Reports from inside the prison system and from visiting physicians describe conditions that are increasingly dire. Activists have suffered partial loss of vision and hearing, tremors, and loss of motor control. Heba Muraisi, the longest fasting member of the group, is reportedly struggling to breathe. This suggests that the muscles responsible for respiration are beginning to fail. Last week, Kamran Ahmed was transferred to hospital after his condition became life-threatening.

Observers have increasingly drawn parallels between the current hunger strike and the 1981 Irish Republican hunger strike, the largest and most politically charged prison protest in modern British history. That strike, which led to the deaths of ten prisoners, including Bobby Sands, reshaped British and Irish politics and forced international attention onto the conditions inside UK-controlled prisons.

The current strike is now widely regarded as the most prominent in UK prisons since 1981, both in terms of duration and the scale of political implications it carries. As in 1981, prisoners have turned to their own bodies as a final means of protest after legal and institutional avenues failed to produce relief.

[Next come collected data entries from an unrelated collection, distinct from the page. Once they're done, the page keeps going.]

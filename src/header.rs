//! The in-arena boundary word.
//!
//! Every block starts with a one-word header. Free blocks additionally end
//! with a one-word footer that repeats the block's size. The word packs the
//! block size (always a multiple of 8, so its low three bits are free) with
//! two status bits:
//!
//! ```text
//!   31                                   3   2   1   0
//!  +---------------------------------------+---+---+---+
//!  |                 size                  | 0 | p | a |
//!  +---------------------------------------+---+---+---+
//!
//!   a: this block is allocated
//!   p: the block just below this one is allocated
//! ```
//!
//! A word whose size field is zero can only be the end marker, which is
//! written as `1` just past the last block.
//!
//! Nothing outside this module sees the packed form.

use core::mem;

/// The raw in-arena word.
pub(crate) type Word = u32;

/// Bytes in a header or footer.
pub(crate) const WORD_BYTES: usize = mem::size_of::<Word>();

/// Every payload is aligned to this, and every block size is a multiple of
/// it.
pub(crate) const BLOCK_ALIGN: usize = 8;

/// The smallest block that can be free: a header plus a footer.
pub(crate) const MIN_FREE_BLOCK: usize = 2 * WORD_BYTES;

/// The largest block size a header can describe.
pub(crate) const MAX_BLOCK_SIZE: usize = (Word::MAX & SIZE_MASK) as usize;

const ALLOCATED_BIT: Word = 0b01;
const PREV_ALLOCATED_BIT: Word = 0b10;
const SIZE_MASK: Word = !0b111;
const END_MARKER: Word = ALLOCATED_BIT;

/// The decoded form of a block header.
#[derive(Clone, Copy, Debug, PartialEq, Eq)]
pub(crate) struct BlockHeader {
    /// Total size of the block, including its header and, when free, its
    /// footer.
    pub size: usize,
    /// Is this block allocated?
    pub allocated: bool,
    /// Is the physically preceding block allocated?
    pub prev_allocated: bool,
}

/// What a header-position word turned out to be.
#[derive(Clone, Copy, Debug, PartialEq, Eq)]
pub(crate) enum Tag {
    Block(BlockHeader),
    End,
}

impl BlockHeader {
    #[inline]
    pub(crate) const fn free(size: usize, prev_allocated: bool) -> Self {
        BlockHeader {
            size,
            allocated: false,
            prev_allocated,
        }
    }

    #[inline]
    pub(crate) const fn allocated(size: usize, prev_allocated: bool) -> Self {
        BlockHeader {
            size,
            allocated: true,
            prev_allocated,
        }
    }

    #[inline]
    pub(crate) fn encode(self) -> Word {
        debug_assert!(self.size > 0);
        debug_assert!(self.size <= MAX_BLOCK_SIZE);
        debug_assert_eq!(self.size % BLOCK_ALIGN, 0);

        let mut word = self.size as Word;
        if self.allocated {
            word |= ALLOCATED_BIT;
        }
        if self.prev_allocated {
            word |= PREV_ALLOCATED_BIT;
        }
        word
    }
}

impl Tag {
    #[inline]
    pub(crate) fn decode(word: Word) -> Tag {
        let size = (word & SIZE_MASK) as usize;
        if size == 0 {
            debug_assert_eq!(word, END_MARKER, "corrupt header word {word:#x}");
            return Tag::End;
        }
        Tag::Block(BlockHeader {
            size,
            allocated: word & ALLOCATED_BIT != 0,
            prev_allocated: word & PREV_ALLOCATED_BIT != 0,
        })
    }

    #[inline]
    pub(crate) const fn end_marker() -> Word {
        END_MARKER
    }
}

/// Encode a free block's footer.
#[inline]
pub(crate) fn encode_footer(size: usize) -> Word {
    debug_assert_eq!(size % BLOCK_ALIGN, 0);
    size as Word
}

/// Decode a free block's footer.
#[inline]
pub(crate) fn decode_footer(word: Word) -> usize {
    (word & SIZE_MASK) as usize
}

On New Year’s Eve, Belfast saw hundreds of Irish people gathering in solidarity with the starving activists whose struggle serves as a reminder of what happened 44 years ago. Standing beneath a mural of Bobby Sands, Pat Sheehan, a survivor of the 1981 Irish Republican hunger strike, warned in comments to Al Jazeera that history is once again approaching a deadly threshold. Sheehan, who spent 55 days on hunger strike before it was called off, said he was “in theory… the next person to die” when the protest ended. By that point, he recalled, his liver was failing, his eyesight had deteriorated, and he was vomiting bile. “Once you pass 40 days, you’re entering the danger zone,” he said, adding that those currently fasting for more than 50 days “must be very weak now.” Yet Sheehan noted that hunger strikes often harden resolve as they continue, explaining that if participants are psychologically prepared, “their psychological strength will increase the longer the hunger strike goes on.”

Appeals from lawyers, doctors, and MPs to British ministers to intervene have been met with outright refusal. Government officials argue that engaging with the hunger strikers would “create perverse incentives that would encourage more people to put themselves at risk through hunger strikes.” The government has attempted to normalize the situation by suggesting that hunger strikes are routine within the prison system. According to The Guardian, officials have claimed that “over the last five years we have averaged over 200 hunger strike incidents every year,” implying that no extraordinary response is warranted. However, the figures cited refer primarily to short-term food refusals by individual prisoners, a fundamentally different phenomenon from a prolonged, collective hunger strike that now presents an imminent risk of death by starvation.

Frome police raids of pro-Palestine marches, to the alienation of activists and the cowardly official response, a non-surprising pattern takes shape as the United Kingdom continues to uphold a legacy of imperialism and genocide affiliation. Yet the hunger strikers remain intent on carrying on until their demands are met.